There have been a few trips to Sweden in my life. The first was a business trip to Lund in February 2006 where no public transport got used. That is of no interest here, but there was another to Södertälje that did better. The reason is that a borrowed Access card allowed a return trip to Stockholm of a sunny evening. The train journeys in and out of Sweden’s capital city were efficient and uncrowded. This was my first time using public transport away from Ireland, Britain and the Isle of Man, and attracted no adverse comment at all. Even without advance planning, I found my way around on foot easily enough, so I made no use of the buses that I saw plying the streets. Trains were watched are they went their way and I noted the overnight service to Oslo that was awaiting departure as I made for the return train to my base for the trip.
At the start of what became a lengthy career break, I returned to Stockholm for around a week for more leisurely purposes. The news of the trip to others was a way of keeping my time of recovery and reassessment known only to those who needed to know about it. This was in August 2017, and I based myself in a hotel away from the city centre. At the airport, I acquired my own Access card loaded with a seven-day pass. This allowed me the liberty to travel whenever and wherever I wanted on Stockholm’s transport system, SL.
My base was on Lidingö, so I was away from the hustle and bustle of the city centre. That came in useful for Sunday morning strolling, but it meant that I was in for a long walk if I was travel on foot. Getting there from Stockholm’s Arlanda airport involved using an Arlanda Express train service, followed by travel on a local train. My initial recollection of this journey was that I then caught a tram for the rest of the way. On second thoughts, I now think that I walked from Ropsten train terminus to the hotel. Tram travel came later; this was to be multi-modal trip.

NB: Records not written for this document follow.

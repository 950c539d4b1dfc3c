//! Change-notification contract for dependent structures
//!
//! Monitors are told whenever a matrix's stored entry count transitions,
//! e.g. when a cell is removed or the whole store is cleared. Notification
//! is synchronous: it completes before the mutating call returns.

use super::matrix::SparseAccess;

/// One entry-count transition, old and new counts side by side
#[derive(Debug, Clone, Copy, PartialEq, Eq)]
pub struct SizeChange {
    /// Stored entry count before the mutation
    pub old_element_size: usize,
    /// Stored entry count after the mutation
    pub new_element_size: usize,
    /// Known cell count before the mutation
    pub old_known_size: usize,
    /// Known cell count after the mutation
    pub new_known_size: usize,
    /// Unknown cell count before the mutation
    pub old_unknown_size: usize,
    /// Unknown cell count after the mutation
    pub new_unknown_size: usize,
}

impl SizeChange {
    /// Build the transition from `old_elements` to `new_elements` stored
    /// entries in a matrix of `total_cells` cells
    pub const fn between(total_cells: usize, old_elements: usize, new_elements: usize) -> Self {
        Self {
            old_element_size: old_elements,
            new_element_size: new_elements,
            old_known_size: old_elements,
            new_known_size: new_elements,
            old_unknown_size: total_cells - old_elements,
            new_unknown_size: total_cells - new_elements,
        }
    }
}

/// Listener for entry-count transitions
///
/// Implementations must tolerate being detached at any time and must not
/// assume they are the only attached monitor.
pub trait SizeMonitor: Send + Sync {
    /// Called once per transition, after the store has been mutated
    fn notify_size_changed(&self, matrix: &dyn SparseAccess, change: SizeChange);
}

The strange thing about Ropsten’s train station was that it was built high up in the air as if there was to be a bridge connection to Lidingö only for the money to run out. This peculiar sight was to become familiar to me as I went to and fro. There was a bus terminus too but lack of confidence in a language that I do not use every day was to limit was travels using that mode of transport. Train travel was just as handy.
After an abortive city centre shopping trip caused by late arrival because I resorted to walking, the next day was spent around the city centre with a foray to Drottningholm Palace on a tourist boat. That did not accept my Access card, so it will not cover everything. Thoughts of returning by bus were abandoned for a return sailing that I feared I would not make.

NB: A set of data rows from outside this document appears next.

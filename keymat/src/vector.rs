//! Sparse vectors: borrowed lane views and owned sequences
//!
//! A [`VectorView`] is a window over one lane of a matrix store - it owns no
//! data and stays valid for as long as the borrow it was created from. A
//! [`SparseVector`] owns its entries and is what rank-1 operations consume.
//! Both yield `(index, value)` entries with strictly ascending indices, the
//! shape the merge-join expects.

use std::ops::Range;

use keymat_core::validation;
use keymat_core::{merge, Result};

use crate::store::SparseStore;

/// Read-only view of one lane (row or column) of a matrix
#[derive(Debug, Clone)]
pub struct VectorView<'a> {
    store: &'a SparseStore,
    span: Range<u32>,
}

impl<'a> VectorView<'a> {
    pub(crate) fn new(store: &'a SparseStore, span: Range<u32>) -> Self {
        Self { store, span }
    }

    /// Number of stored entries in this lane
    pub fn element_size(&self) -> usize {
        self.store.range_len(self.span.clone())
    }

    /// Lane length, stored or not
    pub fn length(&self) -> u32 {
        self.span.end - self.span.start
    }

    /// Entries as `(lane-local index, value)`, ascending by index
    pub fn entries(&self) -> impl Iterator<Item = (u32, f32)> + '_ {
        let offset = self.span.start;
        self.store
            .range(self.span.clone())
            .map(move |(key, value)| (key - offset, value))
    }

    /// Value at a lane-local index, `None` when absent or out of range
    pub fn try_get(&self, index: u32) -> Option<f32> {
        if index >= self.length() {
            return None;
        }
        self.store.get(self.span.start + index)
    }

    /// Inner product with another ordered sparse sequence
    pub fn dot(&self, other: &SparseVector) -> f32 {
        merge::dot(self.entries(), other.entries())
    }

    /// Copy this lane into an owned vector
    pub fn to_vector(&self) -> SparseVector {
        let (indices, values) = self.entries().unzip();
        SparseVector {
            length: self.length(),
            indices,
            values,
        }
    }
}

/// Owned ordered sparse vector
#[derive(Debug, Clone, PartialEq)]
pub struct SparseVector {
    length: u32,
    indices: Vec<u32>,
    values: Vec<f32>,
}

impl SparseVector {
    /// Empty vector of the given length
    pub fn new(length: u32) -> Self {
        Self {
            length,
            indices: Vec::new(),
            values: Vec::new(),
        }
    }

    /// Build from `(index, value)` entries
    ///
    /// Entries may arrive in any order but indices must be unique and lie
    /// inside `[0, length)`.
    pub fn from_entries(length: u32, entries: impl IntoIterator<Item = (u32, f32)>) -> Result<Self> {
        let mut pairs: Vec<(u32, f32)> = entries.into_iter().collect();
        pairs.sort_by_key(|&(index, _)| index);
        let (indices, values): (Vec<u32>, Vec<f32>) = pairs.into_iter().unzip();
        validation::check_flat(&indices, &values, length as usize)?;
        Ok(Self {
            length,
            indices,
            values,
        })
    }

    /// Vector length, stored or not
    pub fn length(&self) -> u32 {
        self.length
    }

    /// Number of stored entries
    pub fn element_size(&self) -> usize {
        self.indices.len()
    }

    /// Insert or overwrite one entry
    pub fn set(&mut self, index: u32, value: f32) -> Result<()> {
        validation::check_key(index, self.length as usize)?;
        match self.indices.binary_search(&index) {
            Ok(position) => self.values[position] = value,
            Err(position) => {
                self.indices.insert(position, index);
                self.values.insert(position, value);
            }
        }
        Ok(())
    }

    /// Value at `index`, `None` when absent or out of range
    pub fn try_get(&self, index: u32) -> Option<f32> {
        self.indices
            .binary_search(&index)
            .ok()
            .map(|position| self.values[position])
    }

    /// Entries as `(index, value)`, ascending by index
    pub fn entries(&self) -> impl Iterator<Item = (u32, f32)> + '_ {
        self.indices
            .iter()
            .copied()
            .zip(self.values.iter().copied())
    }

    /// Inner product with another sparse vector
    pub fn dot(&self, other: &SparseVector) -> f32 {
        merge::dot(self.entries(), other.entries())
    }
}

Next morning saw me walk across Lidingö using the Lidingöloppet after a short tram ride. Eventually, I would find my way its terminus at Gåshaga Brygga. More multi-modal travel followed that as I criss-crossed Stockholm in bright sunshine. The day after that would say the same approach would get me to Tyresta National Park with some wandering along the Sörmlandsleden, and with some bus travel too.
A longer trip to Gothenburg followed using high speed travel train travel. While I travelled with the national operator SJ, it is also possible to do this using MTR’s MTRX as well. The trip was a relaxing one, though a later start reduced the time that I had in Gothenburg. Naturally, my Access card did not cover this either but the ticket machines were simple enough to use anyway.

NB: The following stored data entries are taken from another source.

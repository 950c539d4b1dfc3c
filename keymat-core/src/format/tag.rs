//! Persistence tags naming the supported sparse store backends
//!
//! Rehydration resolves a tag to a concrete backend; anything else is a
//! persistence error. The set is closed on purpose: there is no dynamic
//! backend registration.

/// Sparse store backends supported by the flattened form
#[derive(Debug, Clone, Copy, PartialEq, Eq)]
#[cfg_attr(feature = "serde", derive(serde::Serialize, serde::Deserialize))]
#[repr(u8)]
pub enum StoreTag {
    /// Ordered tree map keyed by linear index
    BTree = 0,
    /// Parallel sorted key/value vectors
    Paired = 1,
}

impl StoreTag {
    /// Convert from u8 representation
    pub const fn from_u8(value: u8) -> Option<Self> {
        match value {
            0 => Some(StoreTag::BTree),
            1 => Some(StoreTag::Paired),
            _ => None,
        }
    }

    /// Convert to u8 representation
    pub const fn to_u8(self) -> u8 {
        self as u8
    }

    /// Stable textual name of the backend
    pub const fn as_str(self) -> &'static str {
        match self {
            StoreTag::BTree => "btree",
            StoreTag::Paired => "paired",
        }
    }

    /// Resolve a textual name back to a tag
    pub fn from_name(name: &str) -> Option<Self> {
        match name {
            "btree" => Some(StoreTag::BTree),
            "paired" => Some(StoreTag::Paired),
            _ => None,
        }
    }
}

impl core::fmt::Display for StoreTag {
    fn fmt(&self, f: &mut core::fmt::Formatter<'_>) -> core::fmt::Result {
        write!(f, "{}", self.as_str())
    }
}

On the last day of the stay in Sweden, I toyed with the idea of using a normal train service to get to the airport, but timings were such that I stuck with the Arlanda Express in the end. Allowing more time might have avoided this, but I wanted to see a little more of Stockholm before I left.
In marked contrast to public transport in Britain at the moment, I only ever found its Swedish counterpart to be efficient, pleasant and dependable. Admittedly, these were different times, but my trips to Ireland showed that the current British malaise does not extend everywhere. When everything just works, there is a lot for which we need to be grateful.